You will all, no doubt, be familiar saying about never working with animals or children on TV. After my recent appearance on ITV’s Good Morning Britain, however, that saw me holding forth on all things EU referendum with presenter Kate Garraway, some might be tempted to add “or bald bearded expats”.
My history of being on TV goes back to the 70s when as a small boy I had a happy birthday message read out on Tizwas – hosted by Chris Tarrant long before his “Who wants to be a Millionaire” heyday – a kids’ breakfast TV show that featured Spit the Dog, the Phantom Flan Flinger and a very young Lenny Henry. Blue Peter was the other show that shaped my childhood, very much the polite and good mannered show to Tizwas’ problem child. I tried vainly to get a Blue Peter badge. It’s probably scarred me emotionally somewhere.

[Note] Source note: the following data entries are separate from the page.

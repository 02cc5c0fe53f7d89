//! Pipelines.
//!
//! Each step of code-mixed corpus creation is a pipeline:
//!
//! 1. [Prepare]: cleaning and tokenization of a parallel corpus, creation of the word aligner input.
//! 1. [Generate]: code-mixed sentence generation from the tokenized corpus and the word aligner output.
//! 1. [Evaluate]: code-mixing metrics of a generated corpus.
//!
//! The light [pipeline::Pipeline] trait is shared by them.
mod evaluate;
mod generate;
#[allow(clippy::module_inception)]
pub mod pipeline;
mod prepare;

pub use evaluate::Evaluate;
pub use generate::Generate;
pub use pipeline::Pipeline;
pub use prepare::{remove_empty_lines, Prepare};

/// Tokenized source corpus
pub const SRC_TOK: &str = "src.tok";
/// Tokenized target corpus
pub const TGT_TOK: &str = "tgt.tok";
/// Word aligner input (`src ||| tgt`)
pub const ALIGN_IN: &str = "src-tgt.align.in";
/// Detokenized source corpus
pub const SRC_DETOK: &str = "src.detok";
/// Detokenized target corpus
pub const TGT_DETOK: &str = "tgt.detok";
/// Tokenized code-mixed corpus
pub const CM_TOK: &str = "src-tgt.cm.tok";
/// Detokenized code-mixed corpus
pub const CM_DETOK: &str = "src-tgt.cm.detok";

My first appearence on TV properly came in the late 90s. The Jerry Springer Show was a huge hit over in the US and regional TV stations in the UK decided that they needed their own combative talk shows. The only problem that they needed guests who could talk semi intelligently in front of the camera, wouldn’t swear and wouldn’t end up knocking seven bells out of each other. A harder task that you might think for an embattedl producer, so an actor friend of mine set up a covert agency to provide “members of the public” for the shows. It really was no expense spared with me being picked up in a limo fom London, driven to the studio (it was normally Central TV so that meant Nottingham,) being allowed to indulge myself of the free flowing hospitality in the Green Room and then having my 15 minutes of fame, normally as the bad guy. It could get quite heated. On one show I was holding forth on why I didn’t like bottled blondes (I always got the serious debates) when a voice from the audience shouted out on live TV “You can talk. You bald bxxxxxrd!”

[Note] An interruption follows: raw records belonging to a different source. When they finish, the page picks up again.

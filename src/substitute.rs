/*! Alignment-driven token substitution

Builds a code-mixed sentence by replacing source tokens with their one-to-one aligned target tokens.

For each source token at position `i`:

- source stopwords are kept,
- if `i` is aligned to `j` and `target[j]` is not a target stopword, it is replaced by `target[j]`,
- otherwise it is kept.

Lookups are done by position: repeated source tokens are each replaced (or not) according to their own alignment.

The mixed sentence always has as many tokens as the source sentence.
!*/
use itertools::Itertools;

use crate::{alignment::OneToOne, error::Error, stopwords::Stopwords};

#[derive(Debug, Clone, Default)]
pub struct Substitutor {
    src_stopwords: Stopwords,
    tgt_stopwords: Stopwords,
}

impl Substitutor {
    pub fn new(src_stopwords: Stopwords, tgt_stopwords: Stopwords) -> Self {
        Self {
            src_stopwords,
            tgt_stopwords,
        }
    }

    /// Get the mixed token sequence.
    ///
    /// Target positions that are out of `tgt` are ignored (the source token is kept).
    /// Use [OneToOne::check_bounds] beforehand to reject such alignments.
    pub fn substitute<'a, S, T>(
        &self,
        src: &'a [S],
        tgt: &'a [T],
        alignment: &OneToOne,
    ) -> Vec<&'a str>
    where
        S: AsRef<str>,
        T: AsRef<str>,
    {
        src.iter()
            .enumerate()
            .map(|(i, src_tok)| {
                let src_tok = src_tok.as_ref();
                if self.src_stopwords.contains(src_tok) {
                    return src_tok;
                }

                alignment
                    .get(i)
                    .and_then(|j| tgt.get(j))
                    .map(AsRef::as_ref)
                    .filter(|tgt_tok| !self.tgt_stopwords.contains(tgt_tok))
                    .unwrap_or(src_tok)
            })
            .collect()
    }

    /// Generate a mixed sentence from whitespace-tokenized lines and their alignment line.
    ///
    /// Errors carry line number 0, use [Error::at_line] to fix it.
    pub fn substitute_line(
        &self,
        src_line: &str,
        tgt_line: &str,
        alignment_line: &str,
    ) -> Result<String, Error> {
        let src: Vec<&str> = src_line.split_whitespace().collect();
        let tgt: Vec<&str> = tgt_line.split_whitespace().collect();

        let alignment = OneToOne::from_line(alignment_line)?;
        alignment.check_bounds(src.len(), tgt.len())?;

        Ok(self.substitute(&src, &tgt, &alignment).iter().join(" "))
    }
}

On my return to Marbella I was swift to sign up with a couple of agencies that needed, ahem, “interesting models”. This lead two day’s extra work on Eastenders when they filmed in Marbella, and more memorably, being a Genie in a Romanian chocolate bar commercial. This entailed me having my head shaved, donning a pair of giant Spock ears and being spray painted chocolate brown. Thankfully the advert never made YouTube…

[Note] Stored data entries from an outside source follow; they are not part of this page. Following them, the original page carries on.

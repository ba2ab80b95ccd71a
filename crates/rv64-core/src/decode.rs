//! Instruction decoder: RV-C (compressed, 16-bit) expansion plus the
//! RV64I (32-bit) field layouts.
//!
//! The decoder reads 16 bits first. If the low two bits are `11` it reads
//! a further 16 bits and decodes the full 32-bit word; otherwise it
//! expands the 16-bit compressed encoding into the equivalent operand
//! tuple directly, without ever materializing a synthetic 32-bit word.

use crate::fault::Fault;
use crate::memory::GuestMemory;

/// A decoded instruction, in a form the interpreter can dispatch on
/// directly. `len` is 2 for a compressed (RV-C) instruction, 4 otherwise;
/// it drives PC-advance when no control transfer fires.
#[derive(Debug, Clone, Copy, PartialEq, Eq)]
pub struct DecodedInstruction {
    pub opcode: u8,
    pub funct3: u8,
    pub funct7: u8,
    pub rd: u8,
    pub rs1: u8,
    pub rs2: u8,
    pub imm: i32,
    pub len: u8,
}

// Primary 32-bit opcodes (bits [6:0]).
pub const OP_LUI: u8 = 0x37;
pub const OP_AUIPC: u8 = 0x17;
pub const OP_JAL: u8 = 0x6F;
pub const OP_JALR: u8 = 0x67;
pub const OP_BRANCH: u8 = 0x63;
pub const OP_LOAD: u8 = 0x03;
pub const OP_STORE: u8 = 0x23;
pub const OP_IMM: u8 = 0x13;
pub const OP_REG: u8 = 0x33;
pub const OP_SYSTEM: u8 = 0x73;

/// Fetch and decode the instruction at `pc`.
pub fn decode(mem: &GuestMemory, pc: u64) -> Result<DecodedInstruction, Fault> {
    let lo = mem.fetch16(pc)?;
    if lo & 0b11 == 0b11 {
        let hi = mem.fetch16_at_offset2(pc)?;
        let word = u32::from(lo) | (u32::from(hi) << 16);
        Ok(decode_32(word))
    } else {
        decode_compressed(lo)
    }
}

/// Decode a full 32-bit instruction word. Always succeeds: an
/// unrecognized opcode still produces a (possibly meaningless) decoded
/// tuple, and it is the interpreter's dispatch — not the decoder — that
/// raises `Fault::InvalidInstruction` for it.
#[must_use]
pub fn decode_32(word: u32) -> DecodedInstruction {
    let opcode = (word & 0x7F) as u8;
    let rd = ((word >> 7) & 0x1F) as u8;
    let funct3 = ((word >> 12) & 0x7) as u8;
    let rs1 = ((word >> 15) & 0x1F) as u8;
    let rs2 = ((word >> 20) & 0x1F) as u8;
    let funct7 = ((word >> 25) & 0x7F) as u8;

    let imm = match opcode {
        OP_LUI | OP_AUIPC => imm_u(word),
        OP_JAL => imm_j(word),
        OP_JALR | OP_LOAD | OP_IMM | OP_SYSTEM => imm_i(word),
        OP_STORE => imm_s(word),
        OP_BRANCH => imm_b(word),
        _ => 0,
    };

    DecodedInstruction {
        opcode,
        funct3,
        funct7,
        rd,
        rs1,
        rs2,
        imm,
        len: 4,
    }
}

fn imm_i(word: u32) -> i32 {
    (word as i32) >> 20
}

fn imm_s(word: u32) -> i32 {
    let imm11_5 = ((word >> 25) & 0x7F) as i32;
    let imm4_0 = ((word >> 7) & 0x1F) as i32;
    sign_extend((imm11_5 << 5) | imm4_0, 12)
}

fn imm_b(word: u32) -> i32 {
    let b12 = (word >> 31) & 1;
    let b11 = (word >> 7) & 1;
    let b10_5 = (word >> 25) & 0x3F;
    let b4_1 = (word >> 8) & 0xF;
    let raw = (b12 << 12) | (b11 << 11) | (b10_5 << 5) | (b4_1 << 1);
    sign_extend(raw as i32, 13)
}

fn imm_u(word: u32) -> i32 {
    (word & 0xFFFF_F000) as i32
}

fn imm_j(word: u32) -> i32 {
    let b20 = (word >> 31) & 1;
    let b19_12 = (word >> 12) & 0xFF;
    let b11 = (word >> 20) & 1;
    let b10_1 = (word >> 21) & 0x3FF;
    let raw = (b20 << 20) | (b19_12 << 12) | (b11 << 11) | (b10_1 << 1);
    sign_extend(raw as i32, 21)
}

/// Sign-extend the low `bits` bits of `value`.
fn sign_extend(value: i32, bits: u32) -> i32 {
    let shift = 32 - bits;
    (value << shift) >> shift
}

// ---------------------------------------------------------------------
// RV-C (compressed) expansion
// ---------------------------------------------------------------------

/// Expand a compressed register number (3 bits) into its full register
/// index (`x8`..`x15`).
fn rvc_reg(bits: u16) -> u8 {
    8 + (bits & 0x7) as u8
}

fn rvc_j_imm(inst: u16) -> i32 {
    // imm[11|4|9:8|10|6|7|3:1|5], all relative to bit 12 (shared with Q1 funct3).
    let i = inst as i32;
    let b11 = (i >> 12) & 1;
    let b4 = (i >> 11) & 1;
    let b9_8 = (i >> 9) & 0x3;
    let b10 = (i >> 8) & 1;
    let b6 = (i >> 7) & 1;
    let b7 = (i >> 6) & 1;
    let b3_1 = (i >> 3) & 0x7;
    let b5 = (i >> 2) & 1;
    let raw = (b11 << 11)
        | (b4 << 4)
        | (b9_8 << 8)
        | (b10 << 10)
        | (b6 << 6)
        | (b7 << 7)
        | (b3_1 << 1)
        | (b5 << 5);
    sign_extend(raw, 12)
}

fn rvc_b_imm(inst: u16) -> i32 {
    // imm[8|4:3|7:6|2:1|5]
    let i = inst as i32;
    let b8 = (i >> 12) & 1;
    let b4_3 = (i >> 10) & 0x3;
    let b7_6 = (i >> 5) & 0x3;
    let b2_1 = (i >> 3) & 0x3;
    let b5 = (i >> 2) & 1;
    let raw = (b8 << 8) | (b4_3 << 3) | (b7_6 << 6) | (b2_1 << 1) | (b5 << 5);
    sign_extend(raw, 9)
}

fn r_type(opcode: u8, funct3: u8, funct7: u8, rd: u8, rs1: u8, rs2: u8) -> DecodedInstruction {
    DecodedInstruction { opcode, funct3, funct7, rd, rs1, rs2, imm: 0, len: 2 }
}

fn i_type(opcode: u8, funct3: u8, rd: u8, rs1: u8, imm: i32) -> DecodedInstruction {
    DecodedInstruction { opcode, funct3, funct7: 0, rd, rs1, rs2: 0, imm, len: 2 }
}

fn i_type_shift(opcode: u8, funct3: u8, funct7: u8, rd: u8, rs1: u8, shamt: i32) -> DecodedInstruction {
    DecodedInstruction { opcode, funct3, funct7, rd, rs1, rs2: 0, imm: shamt, len: 2 }
}

fn u_type(opcode: u8, rd: u8, imm: i32) -> DecodedInstruction {
    DecodedInstruction { opcode, funct3: 0, funct7: 0, rd, rs1: 0, rs2: 0, imm, len: 2 }
}

fn j_type(opcode: u8, rd: u8, imm: i32) -> DecodedInstruction {
    DecodedInstruction { opcode, funct3: 0, funct7: 0, rd, rs1: 0, rs2: 0, imm, len: 2 }
}

fn b_type(opcode: u8, funct3: u8, rs1: u8, rs2: u8, imm: i32) -> DecodedInstruction {
    DecodedInstruction { opcode, funct3, funct7: 0, rd: 0, rs1, rs2, imm, len: 2 }
}

/// Expand a 16-bit compressed instruction.
///
/// Follows the RV32C quadrant-1 table (`C.JAL` occupies funct3=001) rather
/// than the RV64C table (which repurposes that slot for `C.ADDIW`) — see
/// `DESIGN.md` for the rationale. `C.LD`, `C.SD`, `C.LDSP`, and `C.SDSP`
/// are implemented as a supplement: a RV64 system needs double-word
/// compressed loads/stores even though the word forms alone would satisfy
/// a narrower quadrant-0/quadrant-2 instruction list.
fn decode_compressed(inst: u16) -> Result<DecodedInstruction, Fault> {
    let quadrant = inst & 0b11;
    let funct3 = (inst >> 13) & 0x7;

    match quadrant {
        0b00 => decode_q0(inst, funct3),
        0b01 => decode_q1(inst, funct3),
        0b10 => decode_q2(inst, funct3),
        _ => unreachable!("quadrant 11 is not compressed"),
    }
}

fn decode_q0(inst: u16, funct3: u16) -> Result<DecodedInstruction, Fault> {
    let rd_p = rvc_reg(inst >> 2);
    let rs1_p = rvc_reg(inst >> 7);
    match funct3 {
        0b000 => {
            // C.ADDI4SPN: nzuimm[5:4]=11:10(sic imm bits), see bit layout below.
            let b = inst as u32;
            let nzuimm = (((b >> 11) & 0x3) << 4)
                | (((b >> 7) & 0xF) << 6)
                | (((b >> 6) & 0x1) << 2)
                | (((b >> 5) & 0x1) << 3);
            if nzuimm == 0 {
                return Err(Fault::InvalidInstruction);
            }
            Ok(i_type(OP_IMM, 0, rd_p, 2, nzuimm as i32))
        }
        0b010 => {
            let offset = rvc_lw_offset(inst);
            Ok(i_type(OP_LOAD, 0b010, rd_p, rs1_p, offset))
        }
        0b011 => {
            let offset = rvc_ld_offset(inst);
            Ok(i_type(OP_LOAD, 0b011, rd_p, rs1_p, offset))
        }
        0b110 => {
            let offset = rvc_lw_offset(inst);
            Ok(b_store(OP_STORE, 0b010, rs1_p, rd_p, offset))
        }
        0b111 => {
            let offset = rvc_ld_offset(inst);
            Ok(b_store(OP_STORE, 0b011, rs1_p, rd_p, offset))
        }
        _ => Err(Fault::InvalidInstruction),
    }
}

/// Stores reuse the "rd" slot of the compressed encoding as the value
/// register (`rs2` in the expanded form); `b_store` renames for clarity.
fn b_store(opcode: u8, funct3: u8, rs1: u8, rs2: u8, imm: i32) -> DecodedInstruction {
    DecodedInstruction { opcode, funct3, funct7: 0, rd: 0, rs1, rs2, imm, len: 2 }
}

fn rvc_lw_offset(inst: u16) -> i32 {
    let b = inst as i32;
    (((b >> 10) & 0x7) << 3) | (((b >> 6) & 0x1) << 2) | (((b >> 5) & 0x1) << 6)
}

fn rvc_ld_offset(inst: u16) -> i32 {
    let b = inst as i32;
    (((b >> 10) & 0x7) << 3) | (((b >> 5) & 0x3) << 6)
}

fn decode_q1(inst: u16, funct3: u16) -> Result<DecodedInstruction, Fault> {
    let b = inst as i32;
    let rd_rs1 = ((inst >> 7) & 0x1F) as u8;
    let imm6 = sign_extend((((b >> 12) & 1) << 5) | ((b >> 2) & 0x1F), 6);

    match funct3 {
        0b000 => Ok(i_type(OP_IMM, 0, rd_rs1, rd_rs1, imm6)), // C.ADDI / C.NOP
        0b001 => Ok(j_type(OP_JAL, 1, rvc_j_imm(inst))),      // C.JAL, rd=ra
        0b010 => Ok(i_type(OP_IMM, 0, rd_rs1, 0, imm6)),      // C.LI
        0b011 => {
            if rd_rs1 == 2 {
                // C.ADDI16SP
                let nzimm = sign_extend(
                    ((((b >> 12) & 1) << 9)
                        | (((b >> 6) & 1) << 4)
                        | (((b >> 5) & 1) << 6)
                        | (((b >> 3) & 0x3) << 7)
                        | (((b >> 2) & 1) << 5)) as i32,
                    10,
                );
                if nzimm == 0 {
                    return Err(Fault::InvalidInstruction);
                }
                Ok(i_type(OP_IMM, 0, 2, 2, nzimm))
            } else {
                // C.LUI
                let nzimm = sign_extend((((b >> 12) & 1) << 17) | (((b >> 2) & 0x1F) << 12), 18);
                if nzimm == 0 || rd_rs1 == 0 {
                    return Err(Fault::InvalidInstruction);
                }
                Ok(u_type(OP_LUI, rd_rs1, nzimm))
            }
        }
        0b100 => decode_q1_alu(inst),
        0b101 => Ok(j_type(OP_JAL, 0, rvc_j_imm(inst))), // C.J
        0b110 => Ok(b_type(OP_BRANCH, 0b000, rvc_reg(inst >> 7), 0, rvc_b_imm(inst))), // C.BEQZ
        0b111 => Ok(b_type(OP_BRANCH, 0b001, rvc_reg(inst >> 7), 0, rvc_b_imm(inst))), // C.BNEZ
        _ => Err(Fault::InvalidInstruction),
    }
}

fn decode_q1_alu(inst: u16) -> Result<DecodedInstruction, Fault> {
    let b = inst as i32;
    let rd_p = rvc_reg(inst >> 7);
    let group = (inst >> 10) & 0x3;
    let shamt = ((((b >> 12) & 1) << 5) | ((b >> 2) & 0x1F)) as i32;
    match group {
        0b00 => Ok(i_type_shift(OP_IMM, 0b101, 0x00, rd_p, rd_p, shamt)), // C.SRLI
        0b01 => Ok(i_type_shift(OP_IMM, 0b101, 0x20, rd_p, rd_p, shamt)), // C.SRAI
        0b10 => {
            let imm = sign_extend((((b >> 12) & 1) << 5) | ((b >> 2) & 0x1F), 6);
            Ok(i_type(OP_IMM, 0b111, rd_p, rd_p, imm)) // C.ANDI
        }
        0b11 => {
            if (inst >> 12) & 1 != 0 {
                // RV64C C.SUBW/C.ADDW slot — not supported by this core (no W ops).
                return Err(Fault::InvalidInstruction);
            }
            let rs2_p = rvc_reg(inst >> 2);
            let funct3 = match (inst >> 5) & 0x3 {
                0b00 => 0b000, // SUB (funct7 high bit distinguishes from ADD at execute time)
                0b01 => 0b100, // XOR
                0b10 => 0b110, // OR
                0b11 => 0b111, // AND
                _ => unreachable!(),
            };
            let funct7 = if (inst >> 5) & 0x3 == 0b00 { 0x20 } else { 0 };
            Ok(r_type(OP_REG, funct3, funct7, rd_p, rd_p, rs2_p))
        }
        _ => unreachable!(),
    }
}

fn decode_q2(inst: u16, funct3: u16) -> Result<DecodedInstruction, Fault> {
    let b = inst as i32;
    let rd = ((inst >> 7) & 0x1F) as u8;
    let rs2 = ((inst >> 2) & 0x1F) as u8;

    match funct3 {
        0b000 => {
            // C.SLLI
            let shamt = ((((b >> 12) & 1) << 5) | ((b >> 2) & 0x1F)) as i32;
            if rd == 0 {
                return Err(Fault::InvalidInstruction);
            }
            Ok(i_type(OP_IMM, 0b001, rd, rd, shamt))
        }
        0b010 => {
            // C.LWSP
            if rd == 0 {
                return Err(Fault::InvalidInstruction);
            }
            let offset =
                (((b >> 4) & 0x7) << 2) | (((b >> 12) & 1) << 5) | (((b >> 2) & 0x3) << 6);
            Ok(i_type(OP_LOAD, 0b010, rd, 2, offset))
        }
        0b011 => {
            // C.LDSP
            if rd == 0 {
                return Err(Fault::InvalidInstruction);
            }
            let offset =
                (((b >> 2) & 0x7) << 6) | (((b >> 12) & 1) << 5) | (((b >> 5) & 0x3) << 3);
            Ok(i_type(OP_LOAD, 0b011, rd, 2, offset))
        }
        0b100 => {
            let hi_bit = (inst >> 12) & 1;
            if hi_bit == 0 {
                if rs2 == 0 {
                    if rd == 0 {
                        return Err(Fault::InvalidInstruction); // reserved
                    }
                    Ok(i_type(OP_JALR, 0, 0, rd, 0)) // C.JR
                } else {
                    Ok(r_type(OP_REG, 0, 0, rd, 0, rs2)) // C.MV: add rd, x0, rs2
                }
            } else if rs2 == 0 {
                if rd == 0 {
                    Err(Fault::InvalidInstruction) // C.EBREAK not supported
                } else {
                    Ok(i_type(OP_JALR, 0, 1, rd, 0)) // C.JALR: rd=ra
                }
            } else if rd == 0 {
                Err(Fault::InvalidInstruction)
            } else {
                Ok(r_type(OP_REG, 0, 0, rd, rd, rs2)) // C.ADD
            }
        }
        0b110 => {
            // C.SWSP
            let offset = (((b >> 9) & 0xF) << 2) | (((b >> 7) & 0x3) << 6);
            Ok(b_store(OP_STORE, 0b010, 2, rs2, offset))
        }
        0b111 => {
            // C.SDSP
            let offset = (((b >> 10) & 0x7) << 3) | (((b >> 7) & 0x7) << 6);
            Ok(b_store(OP_STORE, 0b011, 2, rs2, offset))
        }
        _ => Err(Fault::InvalidInstruction),
    }
}

#[cfg(test)]
mod tests {
    use super::*;

    #[test]
    fn imm_i_sign_extends() {
        // addi x1, x0, -1: imm field all ones.
        let word = 0xFFF0_0093u32;
        let d = decode_32(word);
        assert_eq!(d.imm, -1);
        assert_eq!(d.opcode, OP_IMM);
    }

    #[test]
    fn imm_u_is_top_bits() {
        // lui x1, 0x12345
        let word = (0x12345 << 12) | (1 << 7) | OP_LUI as u32;
        let d = decode_32(word);
        assert_eq!(d.imm, 0x1234_5000u32 as i32);
    }

    #[test]
    fn imm_b_round_trip_even_offsets() {
        // beq x1,x2, +4
        let imm: i32 = 4;
        let b12 = ((imm >> 12) & 1) as u32;
        let b11 = ((imm >> 11) & 1) as u32;
        let b10_5 = ((imm >> 5) & 0x3F) as u32;
        let b4_1 = ((imm >> 1) & 0xF) as u32;
        let word = (b12 << 31)
            | (b10_5 << 25)
            | (2 << 20)
            | (1 << 15)
            | (0 << 12)
            | (b4_1 << 8)
            | (b11 << 7)
            | OP_BRANCH as u32;
        let d = decode_32(word);
        assert_eq!(d.imm, 4);
    }

    #[test]
    fn compressed_addi4spn_zero_is_reserved() {
        assert_eq!(decode_compressed(0b000_000_000_00_000), Err(Fault::InvalidInstruction));
    }

    #[test]
    fn compressed_li_expands() {
        // c.li x2, 10 => 0b010_0_00010_01010_01 (funct3=010, imm[5]=0, rd=2, imm[4:0]=01010, op=01)
        let inst: u16 = 0b010_0_00010_01010_01;
        let d = decode_compressed(inst).unwrap();
        assert_eq!(d.opcode, OP_IMM);
        assert_eq!(d.rd, 2);
        assert_eq!(d.rs1, 0);
        assert_eq!(d.imm, 10);
        assert_eq!(d.len, 2);
    }

    #[test]
    fn compressed_jr_reserved_when_rd_zero() {
        // funct3=100, bit12=0, rd=0, rs2=0 -> reserved
        let inst: u16 = 0b100_0_00000_00000_10;
        assert_eq!(decode_compressed(inst), Err(Fault::InvalidInstruction));
    }
}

These days howver, my TV appearences are limited to news stories, such as the Coin fires and Asha King stories. The impending EU referendum has also seen me hauled before the cameras to discuss the impact that Brexit might have on the expat community.
So far this year I have voiced my opinion on BBC, Chinese TV, ITV and most recently Good Morning Britain, the later entailing that I be at the five-star Puente Romano Beach Resort and Spa at 5.45am. This was, however, more than compensated by an outstanding buffet breakfast spread and my 15 minutes of infamy live on national TV.
All went smoothly although one of my old friends who partied with me in the 90s commented that if I was the voice of reason on the Coast then we were all doomed..
And for the record if leaving Europe means that we don’t have to endure the Eutovision Song Contest, then I’m all for it!